Exercise
Everything in the listing below needs to be returned word for word.
[[ Information supplied open ]]
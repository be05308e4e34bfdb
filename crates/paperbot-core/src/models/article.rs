use serde::{Deserialize, Serialize};

/// Placeholder for bibliographic fields the citation service could not supply.
pub const UNKNOWN: &str = "Unknown";

/// How an optional text field is rendered when nothing was extracted.
pub const ABSENT: &str = "None";

#[derive(Debug, Clone, Copy, Default, PartialEq, Eq, Serialize, Deserialize)]
pub enum RecordKind {
    #[default]
    Html,
    Pdf,
}

impl std::fmt::Display for RecordKind {
    fn fmt(&self, f: &mut std::fmt::Formatter<'_>) -> std::fmt::Result {
        let s = match self {
            RecordKind::Html => "HTML",
            RecordKind::Pdf => "PDF",
        };
        write!(f, "{s}")
    }
}

/// Bibliographic metadata for one DOI, as returned by the citation service.
#[derive(Debug, Clone, PartialEq, Eq, Serialize, Deserialize)]
pub struct CitationRecord {
    pub authors: String,
    pub title: String,
    pub journal: String,
    pub year: String,
    pub volume: String,
    pub issue: String,
    pub pages: String,
    /// Canonical `https://doi.org/<id>` form.
    pub doi: String,
    pub apa_citation: String,
}

impl CitationRecord {
    /// A record with every field set to [`UNKNOWN`] except the DOI link.
    pub fn unknown(doi: &str) -> Self {
        Self {
            authors: UNKNOWN.to_string(),
            title: UNKNOWN.to_string(),
            journal: UNKNOWN.to_string(),
            year: UNKNOWN.to_string(),
            volume: UNKNOWN.to_string(),
            issue: UNKNOWN.to_string(),
            pages: UNKNOWN.to_string(),
            doi: doi_url(doi),
            apa_citation: UNKNOWN.to_string(),
        }
    }

    pub fn is_unknown(&self) -> bool {
        self.apa_citation == UNKNOWN && self.title == UNKNOWN
    }
}

/// One fully or partially resolved article. Built once, never mutated in place.
#[derive(Debug, Clone, PartialEq, Eq, Serialize, Deserialize)]
pub struct ArticleRecord {
    pub source_url: String,
    pub kind: RecordKind,
    pub title: String,
    pub authors: String,
    pub abstract_text: Option<String>,
    pub abstract_translated: Option<String>,
    pub keywords: Option<Vec<String>>,
    pub journal: String,
    pub year: String,
    pub volume: String,
    pub issue: String,
    pub pages: String,
    pub doi: String,
    pub apa_citation: String,
}

impl ArticleRecord {
    /// Merge scraped text with citation metadata. A non-empty `title_hint`
    /// (usually the alert e-mail's link text) wins over the citation title.
    pub fn from_citation(
        source_url: impl Into<String>,
        title_hint: Option<&str>,
        citation: CitationRecord,
        abstract_text: Option<String>,
        abstract_translated: Option<String>,
    ) -> Self {
        let title = title_hint
            .map(str::trim)
            .filter(|t| !t.is_empty())
            .map(ToOwned::to_owned)
            .unwrap_or(citation.title);

        Self {
            source_url: source_url.into(),
            kind: RecordKind::Html,
            title,
            authors: citation.authors,
            abstract_text,
            abstract_translated,
            keywords: None,
            journal: citation.journal,
            year: citation.year,
            volume: citation.volume,
            issue: citation.issue,
            pages: citation.pages,
            doi: citation.doi,
            apa_citation: citation.apa_citation,
        }
    }

    /// A record with no citation data, used for PDF ingestion.
    pub fn unresolved(source_url: impl Into<String>, kind: RecordKind, title: impl Into<String>) -> Self {
        Self {
            source_url: source_url.into(),
            kind,
            title: title.into(),
            authors: UNKNOWN.to_string(),
            abstract_text: None,
            abstract_translated: None,
            keywords: None,
            journal: UNKNOWN.to_string(),
            year: UNKNOWN.to_string(),
            volume: UNKNOWN.to_string(),
            issue: UNKNOWN.to_string(),
            pages: UNKNOWN.to_string(),
            doi: UNKNOWN.to_string(),
            apa_citation: UNKNOWN.to_string(),
        }
    }

    /// Key/value pairs in the order they are written to record files.
    /// Every key is always present.
    pub fn fields(&self) -> Vec<(&'static str, String)> {
        vec![
            ("Link", self.source_url.clone()),
            ("type", self.kind.to_string()),
            ("title", self.title.clone()),
            ("Authors", self.authors.clone()),
            ("Abstract(cn)", or_absent(self.abstract_translated.as_deref())),
            ("Abstract", or_absent(self.abstract_text.as_deref())),
            (
                "Keywords",
                self.keywords
                    .as_ref()
                    .filter(|k| !k.is_empty())
                    .map(|k| k.join(", "))
                    .unwrap_or_else(|| ABSENT.to_string()),
            ),
            ("Journal", self.journal.clone()),
            ("Year", self.year.clone()),
            ("Volume", self.volume.clone()),
            ("Issue", self.issue.clone()),
            ("pages", self.pages.clone()),
            ("DOI", self.doi.clone()),
            ("APA Citation", self.apa_citation.clone()),
        ]
    }
}

/// Canonical resolver link for a bare DOI.
pub fn doi_url(doi: &str) -> String {
    format!("https://doi.org/{}", doi.trim())
}

fn or_absent(value: Option<&str>) -> String {
    value
        .map(str::trim)
        .filter(|v| !v.is_empty())
        .unwrap_or(ABSENT)
        .to_string()
}

#[cfg(test)]
mod tests {
    use super::*;

    fn citation() -> CitationRecord {
        CitationRecord {
            authors: "Ada Lovelace".to_string(),
            title: "Notes on the Engine".to_string(),
            journal: "Memory".to_string(),
            year: "1843".to_string(),
            volume: "1".to_string(),
            issue: String::new(),
            pages: "1-10".to_string(),
            doi: doi_url("10.1000/engine"),
            apa_citation: "Ada Lovelace (1843). Notes on the Engine.".to_string(),
        }
    }

    #[test]
    fn unknown_citation_keeps_doi_link() {
        let c = CitationRecord::unknown("10.1000/x");
        assert_eq!(c.doi, "https://doi.org/10.1000/x");
        assert_eq!(c.authors, UNKNOWN);
        assert_eq!(c.year, UNKNOWN);
        assert!(c.is_unknown());
    }

    #[test]
    fn title_hint_wins_over_citation_title() {
        let r = ArticleRecord::from_citation("https://x.org/a", Some(" Alert title "), citation(), None, None);
        assert_eq!(r.title, "Alert title");

        let r = ArticleRecord::from_citation("https://x.org/a", Some("   "), citation(), None, None);
        assert_eq!(r.title, "Notes on the Engine");
    }

    #[test]
    fn fields_are_complete_and_ordered() {
        let r = ArticleRecord::from_citation(
            "https://x.org/a",
            None,
            citation(),
            Some("An abstract.".to_string()),
            None,
        );
        let keys: Vec<_> = r.fields().into_iter().map(|(k, _)| k).collect();
        assert_eq!(
            keys,
            vec![
                "Link", "type", "title", "Authors", "Abstract(cn)", "Abstract", "Keywords",
                "Journal", "Year", "Volume", "Issue", "pages", "DOI", "APA Citation"
            ]
        );
        let fields = r.fields();
        assert_eq!(fields[1].1, "HTML");
        assert_eq!(fields[4].1, ABSENT);
        assert_eq!(fields[5].1, "An abstract.");
        assert_eq!(fields[6].1, ABSENT);
        assert_eq!(fields[10].1, "");
    }
}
[[ Information supplied closed ]]
Your response
repository be05308e4e34bfdb
filename crates/paperbot-core/src/models/article.rs
use serde::{Deserialize, Serialize};

/// Placeholder for bibliographic fields the citation service could not supply.
pub const UNKNOWN: &str = "Unknown";

/// How an optional text field is rendered when nothing was extracted.
pub const ABSENT: &str = "None";

#[derive(Debug, Clone, Copy, Default, PartialEq, Eq, Serialize, Deserialize)]
pub enum RecordKind {
    #[default]
    Html,
    Pdf,
}

impl std::fmt::Display for RecordKind {
    fn fmt(&self, f: &mut std::fmt::Formatter<'_>) -> std::fmt::Result {
        let s = match self {
            RecordKind::Html => "HTML",
            RecordKind::Pdf => "PDF",
        };
        write!(f, "{s}")
    }
}

/// Bibliographic metadata for one DOI, as returned by the citation service.
#[derive(Debug, Clone, PartialEq, Eq, Serialize, Deserialize)]
pub struct CitationRecord {
    pub authors: String,
    pub title: String,
    pub journal: String,
    pub year: String,
    pub volume: String,
    pub issue: String,
    pub pages: String,
    /// Canonical `https://doi.org/<id>` form.
    pub doi: String,
    pub apa_citation: String,
}

impl CitationRecord {
    /// A record with every field set to [`UNKNOWN`] except the DOI link.
    pub fn unknown(doi: &str) -> Self {
        Self {
            authors: UNKNOWN.to_string(),
            title: UNKNOWN.to_string(),
            journal: UNKNOWN.to_string(),
            year: UNKNOWN.to_string(),
            volume: UNKNOWN.to_string(),
            issue: UNKNOWN.to_string(),
            pages: UNKNOWN.to_string(),
            doi: doi_url(doi),
            apa_citation: UNKNOWN.to_string(),
        }
    }

    pub fn is_unknown(&self) -> bool {
        self.apa_citation == UNKNOWN && self.title == UNKNOWN
    }
}

/// One fully or partially resolved article. Built once, never mutated in place.
#[derive(Debug, Clone, PartialEq, Eq, Serialize, Deserialize)]
pub struct ArticleRecord {
    pub source_url: String,
    pub kind: RecordKind,
    pub title: String,
    pub authors: String,
    pub abstract_text: Option<String>,
    pub abstract_translated: Option<String>,
    pub keywords: Option<Vec<String>>,
    pub journal: String,
    pub year: String,
    pub volume: String,
    pub issue: String,
    pub pages: String,
    pub doi: String,
    pub apa_citation: String,
}

impl ArticleRecord {
    /// Merge scraped text with citation metadata. A non-empty `title_hint`
    /// (usually the alert e-mail's link text) wins over the citation title.
    pub fn from_citation(
        source_url: impl Into<String>,
        title_hint: Option<&str>,
        citation: CitationRecord,
        abstract_text: Option<String>,
        abstract_translated: Option<String>,
    ) -> Self {
        let title = title_hint
            .map(str::trim)
            .filter(|t| !t.is_empty())
            .map(ToOwned::to_owned)
            .unwrap_or(citation.title);

        Self {
            source_url: source_url.into(),
            kind: RecordKind::Html,
            title,
            authors: citation.authors,
            abstract_text,
            abstract_translated,
            keywords: None,
            journal: citation.journal,
            year: citation.year,
            volume: citation.volume,
            issue: citation.issue,
            pages: citation.pages,
            doi: citation.doi,
            apa_citation: citation.apa_citation,
        }
    }

    /// A record with no citation data, used for PDF ingestion.
    pub fn unresolved(source_url: impl Into<String>, kind: RecordKind, title: impl Into<String>) -> Self {
        Self {
            source_url: source_url.into(),
            kind,
            title: title.into(),
            authors: UNKNOWN.to_string(),
            abstract_text: None,
            abstract_translated: None,
            keywords: None,
            journal: UNKNOWN.to_string(),
            year: UNKNOWN.to_string(),
            volume: UNKNOWN.to_string(),
            issue: UNKNOWN.to_string(),
            pages: UNKNOWN.to_string(),
            doi: UNKNOWN.to_string(),
            apa_citation: UNKNOWN.to_string(),
        }
    }

    /// Key/value pairs in the order they are written to record files.
    /// Every key is always present.
    pub fn fields(&self) -> Vec<(&'static str, String)> {
        vec![
            ("Link", self.source_url.clone()),
            ("type", self.kind.to_string()),
            ("title", self.title.clone()),
            ("Authors", self.authors.clone()),
            ("Abstract(cn)", or_absent(self.abstract_translated.as_deref())),
            ("Abstract", or_absent(self.abstract_text.as_deref())),
            (
                "Keywords",
                self.keywords
                    .as_ref()
                    .filter(|k| !k.is_empty())
                    .map(|k| k.join(", "))
                    .unwrap_or_else(|| ABSENT.to_string()),
            ),
            ("Journal", self.journal.clone()),
            ("Year", self.year.clone()),
            ("Volume", self.volume.clone()),
            ("Issue", self.issue.clone()),
            ("pages", self.pages.clone()),
            ("DOI", self.doi.clone()),
            ("APA Citation", self.apa_citation.clone()),
        ]
    }
}

/// Canonical resolver link for a bare DOI.
pub fn doi_url(doi: &str) -> String {
    format!("https://doi.org/{}", doi.trim())
}

fn or_absent(value: Option<&str>) -> String {
    value
        .map(str::trim)
        .filter(|v| !v.is_empty())
        .unwrap_or(ABSENT)
        .to_string()
}

#[cfg(test)]
mod tests {
    use super::*;

    fn citation() -> CitationRecord {
        CitationRecord {
            authors: "Ada Lovelace".to_string(),
            title: "Notes on the Engine".to_string(),
            journal: "Memory".to_string(),
            year: "1843".to_string(),
            volume: "1".to_string(),
            issue: String::new(),
            pages: "1-10".to_string(),
            doi: doi_url("10.1000/engine"),
            apa_citation: "Ada Lovelace (1843). Notes on the Engine.".to_string(),
        }
    }

    #[test]
    fn unknown_citation_keeps_doi_link() {
        let c = CitationRecord::unknown("10.1000/x");
        assert_eq!(c.doi, "https://doi.org/10.1000/x");
        assert_eq!(c.authors, UNKNOWN);
        assert_eq!(c.year, UNKNOWN);
        assert!(c.is_unknown());
    }

    #[test]
    fn title_hint_wins_over_citation_title() {
        let r = ArticleRecord::from_citation("https://x.org/a", Some(" Alert title "), citation(), None, None);
        assert_eq!(r.title, "Alert title");

        let r = ArticleRecord::from_citation("https://x.org/a", Some("   "), citation(), None, None);
        assert_eq!(r.title, "Notes on the Engine");
    }

    #[test]
    fn fields_are_complete_and_ordered() {
        let r = ArticleRecord::from_citation(
            "https://x.org/a",
            None,
            citation(),
            Some("An abstract.".to_string()),
            None,
        );
        let keys: Vec<_> = r.fields().into_iter().map(|(k, _)| k).collect();
        assert_eq!(
            keys,
            vec![
                "Link", "type", "title", "Authors", "Abstract(cn)", "Abstract", "Keywords",
                "Journal", "Year", "Volume", "Issue", "pages", "DOI", "APA Citation"
            ]
        );
        let fields = r.fields();
        assert_eq!(fields[1].1, "HTML");
        assert_eq!(fields[4].1, ABSENT);
        assert_eq!(fields[5].1, "An abstract.");
        assert_eq!(fields[6].1, ABSENT);
        assert_eq!(fields[10].1, "");
    }
}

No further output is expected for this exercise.